In one of the interesting, unavoidable twists of live music, a deep-voiced man in the back who thought he knew the tune and Gaelic words was unfortunately wrong on both counts. On the other hand, he certainly knew how to project.

After a keening song lamenting the loss of a wife in expressive a cappella form, Nuala and Brian broke up the pattern with a beautiful tune set. Nuala's flute led the way, while Brian provided solid support. Next, he sang a tragic love song from Mull, while Nuala accented the piece with low whistle. Then she sang "The Fair-Haired Boy," a love song that, "as often happens in the Gaelic songs ... doesn't end well."

Although most of Brian and Nuala's set was sung in Scots Gaelic, they ended with the lively Irish Gaelic song "I Will Leave This Town," which tells of a woman who refuses the groom she is offered and goes in search of another.

Next up was Howie MacDonald, fiddler extraordinaire "from 20 minutes up the road." Joel Chiasson from Cheticamp fortified the music on keys.

After Howie's brief rant on petrol costs, these two reliable foundations of the Cape Breton tradition set to work. They kicked things off with a set of original tunes, one named for the fellah who laid the cement floor in Howie's garage.

This performance included one of those wonderful revelatory moments when the tune picks up speed and the tourists start clapping enthusiastically along -- only to realize a few bars later that everyone else is tapping their feet. Clapping, according to the typical Cape Breton mindset, is intrusive and distracting, while tapping adds a more subtle beat and is a step closer to the island's passion for footwork.

Meanwhile, Howie is also in full comic mode, and between tunes he had the audience and the ever silent Joel in stitches. But it's the tunes that matter most, and Howie always delivers -- performing without flash or any obvious form of stagecraft beyond his native wit and, of course, flawless playing. And when he's fiddling, the jokester is vanished -- he's relaxed and confident, but focused intently on his instrument.

After a brief intermission -- enlivened by a tasty array of gratis refreshments -- Liz Doherty & Friends were up to bat. Having seen Liz at Celtic Colours a few years before, I knew what to expect -- and I was completely wrong.

Well, not entirely. Liz is notorious for a sort of good-humored klutziness, and she started the set by accidentally disassembling her mic stand. Don't worry, it was only a momentary hitch.

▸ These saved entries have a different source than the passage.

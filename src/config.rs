// file: src/config.rs
// description: application configuration management with toml support
// reference: https://docs.rs/config

use crate::error::{IngestError, Result};
use crate::utils::Validator;
use dotenvy::dotenv;
use serde::{Deserialize, Serialize};
use std::path::{Path, PathBuf};
use std::time::Duration;

pub const DEFAULT_CONFIG_PATH: &str = "config/default.toml";
pub const ENV_PREFIX: &str = "DOC_INGEST";
pub const MAX_FLUSH_THRESHOLD: usize = 100_000;

#[derive(Debug, Clone, Deserialize, Serialize)]
pub struct Config {
    pub files: FilesConfig,
    pub database: DatabaseConfig,
    pub index: IndexConfig,
    #[serde(default)]
    pub pipeline: PipelineConfig,
}

#[derive(Debug, Clone, Deserialize, Serialize)]
pub struct FilesConfig {
    pub root_dir: PathBuf,
    #[serde(default)]
    pub follow_links: bool,
    #[serde(default)]
    pub skip_patterns: Vec<String>,
    /// Zero disables the size check.
    #[serde(default)]
    pub max_file_size_mb: u64,
    #[serde(default = "default_true")]
    pub dump_metadata: bool,
    /// Logs owner, group and mode of each file before extraction.
    #[serde(default)]
    pub dump_permissions: bool,
}

#[derive(Debug, Clone, Deserialize, Serialize)]
pub struct DatabaseConfig {
    #[serde(default = "default_true")]
    pub enabled: bool,
    pub url: String,
    #[serde(default = "default_query")]
    pub query: String,
}

#[derive(Debug, Clone, Deserialize, Serialize)]
pub struct IndexConfig {
    pub endpoint: String,
    pub collection: String,
    #[serde(default = "default_commit_within_ms")]
    pub commit_within_ms: u64,
    #[serde(default = "default_flush_threshold")]
    pub flush_threshold: usize,
    #[serde(default = "default_connect_timeout_ms")]
    pub connect_timeout_ms: u64,
    #[serde(default = "default_request_timeout_ms")]
    pub request_timeout_ms: u64,
}

#[derive(Debug, Clone, Deserialize, Serialize)]
pub struct PipelineConfig {
    pub show_progress: bool,
}

impl Default for PipelineConfig {
    fn default() -> Self {
        Self {
            show_progress: true,
        }
    }
}

fn default_true() -> bool {
    true
}

fn default_query() -> String {
    "select id,title,text from test".to_string()
}

fn default_commit_within_ms() -> u64 {
    300_000
}

fn default_flush_threshold() -> usize {
    1000
}

fn default_connect_timeout_ms() -> u64 {
    5_000
}

fn default_request_timeout_ms() -> u64 {
    10_000
}

impl IndexConfig {
    pub fn commit_within(&self) -> Duration {
        Duration::from_millis(self.commit_within_ms)
    }

    pub fn connect_timeout(&self) -> Duration {
        Duration::from_millis(self.connect_timeout_ms)
    }

    pub fn request_timeout(&self) -> Duration {
        Duration::from_millis(self.request_timeout_ms)
    }
}

impl Config {
    pub fn load(path: Option<&Path>) -> Result<Self> {
        dotenv().ok();

        let mut builder = config::Config::builder();

        if let Some(path) = path {
            builder = builder.add_source(config::File::from(path));
        } else {
            builder = builder.add_source(config::File::from(Path::new(DEFAULT_CONFIG_PATH)));
        }

        builder = builder.add_source(
            config::Environment::with_prefix(ENV_PREFIX)
                .separator("__")
                .try_parsing(true),
        );

        let settings = builder
            .build()
            .map_err(|e| IngestError::Config(e.to_string()))?;

        let config: Config = settings
            .try_deserialize()
            .map_err(|e| IngestError::Config(e.to_string()))?;

        config.validate()?;
        Ok(config)
    }

    pub fn default_config() -> Self {
        Self {
            files: FilesConfig {
                root_dir: PathBuf::from("./docs"),
                follow_links: false,
                skip_patterns: vec![".git/".to_string(), "*.lock".to_string()],
                max_file_size_mb: 100,
                dump_metadata: true,
                dump_permissions: false,
            },
            database: DatabaseConfig {
                enabled: true,
                url: "mysql://localhost:3306/test".to_string(),
                query: default_query(),
            },
            index: IndexConfig {
                endpoint: "http://localhost:8983/solr".to_string(),
                collection: "documents".to_string(),
                commit_within_ms: default_commit_within_ms(),
                flush_threshold: default_flush_threshold(),
                connect_timeout_ms: default_connect_timeout_ms(),
                request_timeout_ms: default_request_timeout_ms(),
            },
            pipeline: PipelineConfig::default(),
        }
    }

    pub fn validate(&self) -> Result<()> {
        if self.index.flush_threshold == 0 {
            return Err(IngestError::Config(
                "flush_threshold must be greater than 0".to_string(),
            ));
        }

        if self.index.flush_threshold > MAX_FLUSH_THRESHOLD {
            return Err(IngestError::Config(format!(
                "flush_threshold must not exceed {}",
                MAX_FLUSH_THRESHOLD
            )));
        }

        if self.index.collection.trim().is_empty() {
            return Err(IngestError::Config(
                "index collection must not be empty".to_string(),
            ));
        }

        Validator::validate_url(&self.index.endpoint)
            .map_err(|e| IngestError::Config(e.to_string()))?;

        if self.database.enabled && self.database.query.trim().is_empty() {
            return Err(IngestError::Config(
                "database query must not be empty".to_string(),
            ));
        }

        Ok(())
    }
}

Her friends for the show were the band: Ryan MacNeil on keyboards, Jim Woods on accordion and Damaris Woods on banjo and bouzouki. Foremost among them, however, was Dinny McLaughlin, a renowned fiddler in his own right and Liz's teacher in her youth. He came along, she admitted with a laugh, to be sure she's keeping up on her practice.

She must be, because the two proved quite a match. Still, I had to wonder if, each time her bow went in a different direction than his own, he made a mental note to correct her later.

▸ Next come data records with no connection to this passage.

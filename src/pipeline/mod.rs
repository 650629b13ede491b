// file: src/pipeline/mod.rs
// description: pipeline module exports and public api
// reference: pipeline orchestration

mod orchestrator;
mod progress;

pub use orchestrator::{IngestPipeline, RunOptions};
pub use progress::{IngestStats, ProgressTracker, log_final_stats};
// file: src/source/mod.rs
// description: document sources feeding the batch sink
// reference: internal module structure

pub mod rows;
pub mod walker;

pub use rows::RowReader;
pub use walker::{Candidate, Candidates, FileOutcome, FileWalker, Walk};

Dinny quickly settled into the role of group leader, introducing tunes with anecdotes that kept Liz smiling -- she particularly seemed to like it when he praised her days as a student. But he also talked about his own childhood, and he touched the heart with a dear story about his own dream of playing the fiddle -- a dream that took eight years to realize. He told the story again in his wistful song, "Daddy, Will You Buy Me a Fiddle?" Later, he kept the crowd chuckling with his recitation of mishaps and misadventures from a trip to Yuba Dam.

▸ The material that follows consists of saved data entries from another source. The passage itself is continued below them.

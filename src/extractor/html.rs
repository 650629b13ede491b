// file: src/extractor/html.rs
// description: html body text and head metadata extraction
// reference: https://docs.rs/regex

use crate::error::Result;
use crate::extractor::ContentParser;
use crate::extractor::metadata::{self, Metadata};
use crate::extractor::patterns::{
    HTML_ATTRIBUTE, HTML_BLOCK_TAG, HTML_COMMENT, HTML_ENTITY, HTML_HEAD, HTML_META,
    HTML_SCRIPT_STYLE, HTML_TAG, HTML_TITLE,
};
use std::borrow::Cow;

pub struct HtmlParser;

impl HtmlParser {
    pub fn new() -> Self {
        Self
    }

    fn read_head(&self, html: &str, metadata: &mut Metadata) {
        if let Some(caps) = HTML_TITLE.captures(html) {
            let title = collapse_whitespace(&decode_entities(&caps[1]));
            if !title.is_empty() {
                metadata.set(metadata::TITLE, title);
            }
        }

        for tag in HTML_META.find_iter(html) {
            let mut name = None;
            let mut content = None;

            for attr in HTML_ATTRIBUTE.captures_iter(tag.as_str()) {
                let value = attr
                    .get(2)
                    .or_else(|| attr.get(3))
                    .map(|m| m.as_str())
                    .unwrap_or_default();
                match attr[1].to_ascii_lowercase().as_str() {
                    "name" | "property" => name = Some(value.to_string()),
                    "content" => content = Some(decode_entities(value).into_owned()),
                    "charset" => metadata.set(metadata::CONTENT_ENCODING, value.to_uppercase()),
                    _ => {}
                }
            }

            if let (Some(name), Some(content)) = (name, content) {
                let key = match name.to_ascii_lowercase().as_str() {
                    "author" => {
                        metadata.set_if_absent(metadata::CREATOR, content.clone());
                        metadata::AUTHOR.to_string()
                    }
                    "description" => metadata::DESCRIPTION.to_string(),
                    "keywords" => metadata::KEYWORDS.to_string(),
                    "generator" => metadata::CREATOR_TOOL.to_string(),
                    _ => name,
                };
                metadata.set_if_absent(&key, content);
            }
        }
    }
}

impl Default for HtmlParser {
    fn default() -> Self {
        Self::new()
    }
}

impl ContentParser for HtmlParser {
    fn supported_types(&self) -> &[&str] {
        &["text/html", "application/xhtml+xml"]
    }

    fn parse(&self, bytes: &[u8], metadata: &mut Metadata) -> Result<String> {
        let html = String::from_utf8_lossy(bytes);

        self.read_head(&html, metadata);

        let body = HTML_HEAD.replace_all(&html, "");
        let body = HTML_COMMENT.replace_all(&body, "");
        let body = HTML_SCRIPT_STYLE.replace_all(&body, "");
        let body = HTML_BLOCK_TAG.replace_all(&body, "\n");
        let body = HTML_TAG.replace_all(&body, "");
        let body = decode_entities(&body);

        let lines: Vec<String> = body
            .lines()
            .map(collapse_whitespace)
            .filter(|line| !line.is_empty())
            .collect();

        Ok(lines.join("\n"))
    }
}

fn collapse_whitespace(text: &str) -> String {
    text.split_whitespace().collect::<Vec<_>>().join(" ")
}

pub(crate) fn decode_entities(text: &str) -> Cow<'_, str> {
    HTML_ENTITY.replace_all(text, |caps: &regex::Captures| {
        let entity = &caps[1];
        let decoded = if let Some(hex) = entity
            .strip_prefix("#x")
            .or_else(|| entity.strip_prefix("#X"))
        {
            u32::from_str_radix(hex, 16).ok().and_then(char::from_u32)
        } else if let Some(dec) = entity.strip_prefix('#') {
            dec.parse::<u32>().ok().and_then(char::from_u32)
        } else {
            match entity {
                "amp" => Some('&'),
                "lt" => Some('<'),
                "gt" => Some('>'),
                "quot" => Some('"'),
                "apos" => Some('\''),
                "nbsp" => Some(' '),
                "copy" => Some('©'),
                "reg" => Some('®'),
                "mdash" => Some('—'),
                "ndash" => Some('–'),
                "hellip" => Some('…'),
                _ => None,
            }
        };

        decoded
            .map(String::from)
            .unwrap_or_else(|| caps[0].to_string())
    })
}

Hey, remember that lesson on clapping along to the music? Jim confused the issue by encouraging the habit during Liz's set, and the audience graciously complied. The show also featured the Irish-style dancing of local dancer Lindsey Fitzgerald.

Liz Doherty is a phenomenal fiddler, and her abilities were never in doubt during this performance. However, she generously yielded the spotlight on this Cape Breton visit to her old teacher, and he quite obviously enjoyed the attention. Dinny is the delightful sort of character you imagine sitting at a corner table in every pub in Ireland, and his performance was a treat.

For the finale, Nuala led the group in "The Parting Glass" (not a version I've heard before) before a closing blast of tunes. All in all, it was a wholly satisfying evening of music, and the roof over the Boisdale Volunteer Fire Department was certainly raised. We're just lucky the rain didn't come in!